It can be a latent or dormant phase of the
virus or it could be a false positive.
So since there are very many scenarios that could
appear with this particular test scenario,
you will often not be tested on this
because it's so difficult to interpret.
So, who to treat with hepatitis B
is a very complicated decision
but we take into account
several different factors
including pregnancy, whether
they've developed cirrhosis,
do they have an elevated ALT, a high level
of DNA replication, acute liver failure,
are they immunosupressed or planning to become
immunosuppressed on various medications,
or do they have a coinfection
with hepatitis C.
Also, you should remember that
hepatitis B is entirely preventable.
So anyone who is at risk of the disease or who asks
about a vaccination should be offered the vaccine.
Treatment options include nucleoside analogs like
tenofovir or entecavir or pegylated interferon.
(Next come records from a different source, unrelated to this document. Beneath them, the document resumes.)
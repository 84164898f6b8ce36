//! Logger metrics for observability
//!
//! Counts accepted log calls and failed writes per logger. Calls rejected by
//! the level filter are not counted, so the disabled path stays a single
//! comparison.

use std::sync::atomic::{AtomicU64, Ordering};

/// Metrics for logger observability
///
/// # Example
///
/// ```
/// use leveled_logger::LoggerMetrics;
///
/// let metrics = LoggerMetrics::new();
///
/// metrics.record_logged();
/// metrics.record_failure();
///
/// assert_eq!(metrics.total_logged(), 1);
/// assert_eq!(metrics.write_failures(), 1);
/// ```
#[derive(Debug, Default)]
pub struct LoggerMetrics {
    /// Records successfully handed to the sink
    total_logged: AtomicU64,

    /// Records whose serialization or sink write failed
    write_failures: AtomicU64,
}

impl LoggerMetrics {
    /// Create a new metrics instance with all counters at zero
    pub const fn new() -> Self {
        Self {
            total_logged: AtomicU64::new(0),
            write_failures: AtomicU64::new(0),
        }
    }

    #[inline]
    pub fn total_logged(&self) -> u64 {
        self.total_logged.load(Ordering::Relaxed)
    }

    #[inline]
    pub fn write_failures(&self) -> u64 {
        self.write_failures.load(Ordering::Relaxed)
    }

    /// Record a successfully written record
    #[inline]
    pub fn record_logged(&self) -> u64 {
        self.total_logged.fetch_add(1, Ordering::Relaxed)
    }

    /// Record a failed write
    #[inline]
    pub fn record_failure(&self) -> u64 {
        self.write_failures.fetch_add(1, Ordering::Relaxed)
    }

    /// Get failure rate as a percentage (0.0 - 100.0)
    ///
    /// Returns 0.0 if nothing has been written yet.
    pub fn failure_rate(&self) -> f64 {
        let failed = self.write_failures() as f64;
        let total = self.total_logged() as f64 + failed;
        if total == 0.0 {
            0.0
        } else {
            (failed / total) * 100.0
        }
    }

    /// Reset all metrics to zero
    pub fn reset(&self) {
        self.total_logged.store(0, Ordering::Relaxed);
        self.write_failures.store(0, Ordering::Relaxed);
    }
}

#[cfg(test)]
mod tests {
    use super::*;

    #[test]
    fn test_new_metrics_are_zero() {
        let metrics = LoggerMetrics::new();
        assert_eq!(metrics.total_logged(), 0);
        assert_eq!(metrics.write_failures(), 0);
        assert_eq!(metrics.failure_rate(), 0.0);
    }

    #[test]
    fn test_failure_rate() {
        let metrics = LoggerMetrics::new();
        for _ in 0..90 {
            metrics.record_logged();
        }
        for _ in 0..10 {
            metrics.record_failure();
        }

        let rate = metrics.failure_rate();
        assert!((9.9..=10.1).contains(&rate), "Failure rate was {}", rate);
    }

    #[test]
    fn test_reset() {
        let metrics = LoggerMetrics::new();
        metrics.record_logged();
        metrics.record_failure();
        metrics.reset();
        assert_eq!(metrics.total_logged(), 0);
        assert_eq!(metrics.write_failures(), 0);
    }
}
//! Error types for the logger system

pub type Result<T> = std::result::Result<T, LoggerError>;

#[derive(Debug, thiserror::Error)]
pub enum LoggerError {
    /// IO error with context
    #[error("IO error while {operation}: {message}")]
    IoOperation {
        operation: String,
        message: String,
        #[source]
        source: std::io::Error,
    },

    /// Generic IO error
    #[error("IO error: {0}")]
    IoError(#[from] std::io::Error),

    /// JSON serialization error
    #[error("JSON error: {0}")]
    JsonError(#[from] serde_json::Error),

    /// Invalid configuration with details
    #[error("Invalid configuration for {component}: {message}")]
    InvalidConfiguration { component: String, message: String },

    /// File sink error with path
    #[error("File sink error for '{path}': {message}")]
    FileSinkError { path: String, message: String },

    /// Writer error (generic)
    #[error("Writer error: {0}")]
    WriterError(String),

    /// Some members of a logger group failed to write
    #[error("{failed} of {total} loggers failed to write: {source}")]
    PartialDelivery {
        failed: usize,
        total: usize,
        #[source]
        source: Box<LoggerError>,
    },
}

impl LoggerError {
    /// Create an IO operation error with context
    pub fn io_operation(
        operation: impl Into<String>,
        message: impl Into<String>,
        source: std::io::Error,
    ) -> Self {
        LoggerError::IoOperation {
            operation: operation.into(),
            message: message.into(),
            source,
        }
    }

    /// Create an invalid configuration error
    pub fn config(component: impl Into<String>, message: impl Into<String>) -> Self {
        LoggerError::InvalidConfiguration {
            component: component.into(),
            message: message.into(),
        }
    }

    /// Create a file sink error
    pub fn file_sink(path: impl Into<String>, message: impl Into<String>) -> Self {
        LoggerError::FileSinkError {
            path: path.into(),
            message: message.into(),
        }
    }

    /// Create a partial delivery error from the first member failure
    pub fn partial_delivery(failed: usize, total: usize, first: LoggerError) -> Self {
        LoggerError::PartialDelivery {
            failed,
            total,
            source: Box::new(first),
        }
    }

    /// Create a writer error (generic)
    pub fn writer<S: Into<String>>(msg: S) -> Self {
        LoggerError::WriterError(msg.into())
    }
}
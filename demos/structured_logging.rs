//! Structured logging example
//!
//! Demonstrates JSON-lines output, predefined fields, logger groups and
//! configuration-driven setup.
//!
//! Run with: cargo run --example structured_logging

use leveled_logger::prelude::*;
use std::sync::Arc;

fn main() -> Result<()> {
    println!("=== Leveled Logger - Structured Logging Example ===\n");

    println!("1. JSON lines with predefined fields:");
    let logger = Logger::builder()
        .level(LogLevel::Info)
        .sink(Arc::new(ConsoleSink::stdout()))
        .structured(true)
        .fields(Fields::new().with_field("service", "checkout").with_field("version", 3))
        .build();
    logger.info(format_args!("order {} accepted", 1042))?;

    // Reserved keys in predefined fields never replace the record's own
    logger.predefine(
        Fields::new()
            .with_field("service", "checkout")
            .with_field("msg", "ignored")
            .with_field("canary", true),
    );
    logger.warn(format_args!("payment retried"))?;

    println!("\n2. Logger group with independent thresholds:");
    let errors_only = Arc::new(MemorySink::new());
    let group = LoggerGroup::with_format(FormatFlags::SHORT_FILE, true);
    group.add_handler(LogLevel::Debug, Arc::new(ConsoleSink::stdout()));
    group.add_handler(LogLevel::Error, errors_only.clone());

    group.debug(format_args!("cache warmed"))?;
    group.error(format_args!("inventory service unreachable"))?;
    println!("   error sink received {} record(s)", errors_only.lines().len());

    println!("\n3. Configuration-driven logger:");
    let config = LoggerConfig::from_json(
        r#"{
            "level": "warning",
            "flags": "date|time|shortfile|utc",
            "structured": true,
            "output": {"kind": "stdout"},
            "fields": {"env": "staging"}
        }"#,
    )?;
    let configured = config.build()?;
    configured.info(format_args!("filtered by the configured threshold"))?;
    configured.warn(format_args!("configured from JSON"))?;

    println!(
        "\n   logged={} failures={}",
        configured.metrics().total_logged(),
        configured.metrics().write_failures()
    );

    println!("\n=== Example completed successfully ===");
    Ok(())
}
//! Basic logger usage example
//!
//! Demonstrates plain-text logging, header flags and the default logger.
//!
//! Run with: cargo run --example basic_usage

use leveled_logger::prelude::*;
use leveled_logger::{global, info, warn};
use std::sync::Arc;

fn main() -> Result<()> {
    println!("=== Leveled Logger - Basic Usage Example ===\n");

    // A logger on stderr with the default header
    let logger = Logger::default();

    println!("1. Logging at different levels (threshold INFO):");
    logger.debug(format_args!("This debug message is filtered"))?;
    logger.info(format_args!("This is an info message"))?;
    logger.warn(format_args!("This is a warning message"))?;
    logger.error(format_args!("This is an error message"))?;

    println!("\n2. Header flags:");
    let detailed = Logger::new(
        LogLevel::Debug,
        Arc::new(ConsoleSink::stdout()),
        FormatFlags::STD | FormatFlags::MICROSECONDS | FormatFlags::LONG_FILE | FormatFlags::UTC,
        false,
    );
    detailed.debug(format_args!("UTC time with microseconds and the full path"))?;

    let bare = Logger::new(LogLevel::Info, Arc::new(ConsoleSink::stdout()), FormatFlags::empty(), false);
    bare.info(format_args!("No header at all"))?;

    println!("\n3. Macros:");
    let user = "alice";
    info!(bare, "User {} logged in", user);
    warn!(bare, "{} failed attempts for {}", 3, user);

    println!("\n4. Default logger:");
    global::info(format_args!("Written through the default logger"))?;
    global::init(LogLevel::Debug, Arc::new(ConsoleSink::stdout()), FormatFlags::SHORT_FILE, false);
    global::debug(format_args!("Now at DEBUG on stdout"))?;
    info!("Macros without a logger use the default one");

    println!("\n5. Capturing output in memory:");
    let (cached, sink) = Logger::cached(LogLevel::Info, FormatFlags::empty(), false);
    cached.info(format_args!("captured"))?;
    println!("   captured {} line(s): {:?}", sink.lines().len(), sink.lines());

    println!("\n=== Example completed successfully ===");
    Ok(())
}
So now, we can return to our case.
Our 48-year-old man with a history of IV drug
use which puts him at risk for hepatitis B.
He has a normal ALT which suggests
no active hepatitis currently.
His surface antibody and core antibody
are positive which we now know
indicates that he has had prior infection
and has now developed immunity.
So, how do we interpret this?
He most likely has a prior
infection, has developed immunity
and he should be reassured and
counseled to avoid future exposure.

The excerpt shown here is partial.